The Best American Short Stories 1977
- Editor: Martha Foley
- Language: English
- Series: The Best American Short Stories
- Publisher: Houghton Mifflin Harcourt
- Media type: Print (hardback & paperback)
- ISBN: 978-0395257012
- Preceded by: The Best American Short Stories 1976
- Followed by: The Best American Short Stories 1978

= The Best American Short Stories 1977 =

1977 book

The Best American Short Stories 1977, a volume in The Best American Short Stories series, was edited by Martha Foley. The volume was published by Houghton Mifflin Harcourt.

== Background ==
The series is considered one of the "best-known annual anthologies of short fiction" and has anthologized more than 2,000 short stories, including works by some of the most famous writers in contemporary American literature, curated by well-known guest editors since 1915. Specifically, Amy Hempel considered it and the O. Henry Award's prize anthology to compile "the best short fiction published in American and Canadian magazines during the preceding year."

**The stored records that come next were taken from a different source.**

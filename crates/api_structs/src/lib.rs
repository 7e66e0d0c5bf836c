mod certification;
mod status;

pub mod dtos {
    pub use crate::certification::dtos::*;
}

pub use crate::certification::api::*;
pub use crate::status::api::*;
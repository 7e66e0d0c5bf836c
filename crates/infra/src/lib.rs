mod config;
mod repos;
mod services;
mod system;

pub use config::{Config, SmtpConfig, SmtpTls};
pub use repos::{CertificationFilter, DueQuery, LockCondition, ReminderLock, Repos};
pub use services::*;
use sqlx::migrate::MigrateError;
use sqlx::postgres::PgPoolOptions;
use std::sync::Arc;
pub use system::{ISys, RealSys, StaticTimeSys};
use tracing::info;

#[derive(Clone)]
pub struct CertwatchContext {
    pub repos: Repos,
    pub config: Config,
    pub sys: Arc<dyn ISys>,
    pub mailer: Arc<dyn IMailer>,
    pub templates: Arc<ReminderTemplates>,
}

struct ContextParams {
    pub postgres_connection_string: String,
}

impl CertwatchContext {
    async fn create(params: ContextParams) -> anyhow::Result<Self> {
        let repos = Repos::create_postgres(&params.postgres_connection_string).await?;
        let config = Config::new();
        Ok(Self {
            repos,
            mailer: Arc::new(SmtpMailer::new(config.smtp.as_ref())),
            config,
            sys: Arc::new(RealSys {}),
            templates: Arc::new(ReminderTemplates::new()?),
        })
    }

    /// Context backed by inmemory repositories and an `InMemoryMailer`
    pub fn create_inmemory() -> Self {
        Self {
            repos: Repos::create_inmemory(),
            config: Config::new(),
            sys: Arc::new(RealSys {}),
            mailer: Arc::new(InMemoryMailer::new()),
            templates: Arc::new(
                ReminderTemplates::new().expect("Reminder templates to be valid"),
            ),
        }
    }
}

const PSQL_CONNECTION_STRING: &str = "DATABASE_URL";

/// Will setup the infrastructure context given the environment
pub async fn setup_context() -> anyhow::Result<CertwatchContext> {
    match std::env::var(PSQL_CONNECTION_STRING) {
        Ok(postgres_connection_string) => {
            info!(
                "{} env var was provided. Going to use postgres.",
                PSQL_CONNECTION_STRING
            );
            CertwatchContext::create(ContextParams {
                postgres_connection_string,
            })
            .await
        }
        Err(_) => {
            info!(
                "{} env var was not provided. Going to use inmemory repositories.",
                PSQL_CONNECTION_STRING
            );
            let config = Config::new();
            Ok(CertwatchContext {
                repos: Repos::create_inmemory(),
                mailer: Arc::new(SmtpMailer::new(config.smtp.as_ref())),
                config,
                sys: Arc::new(RealSys {}),
                templates: Arc::new(ReminderTemplates::new()?),
            })
        }
    }
}

/// Runs the embedded migrations when postgres is configured
pub async fn run_migration() -> Result<(), MigrateError> {
    let connection_string = match std::env::var(PSQL_CONNECTION_STRING) {
        Ok(connection_string) => connection_string,
        Err(_) => return Ok(()),
    };
    let pool = PgPoolOptions::new()
        .max_connections(5)
        .connect(&connection_string)
        .await?;

    sqlx::migrate!().run(&pool).await
}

In particular, the Willa Cather Review wrote that The Best American Short Stories series "became a repository of values" for creative writing programs and literary magazines, specifically with considerable "influence" in college libraries, short fiction courses, and fiction workshops.

== Critical reception ==
Kirkus Reviews observed the humorous tilt of Martha Foley's curation: "A lively array, less grimly introspective than usual."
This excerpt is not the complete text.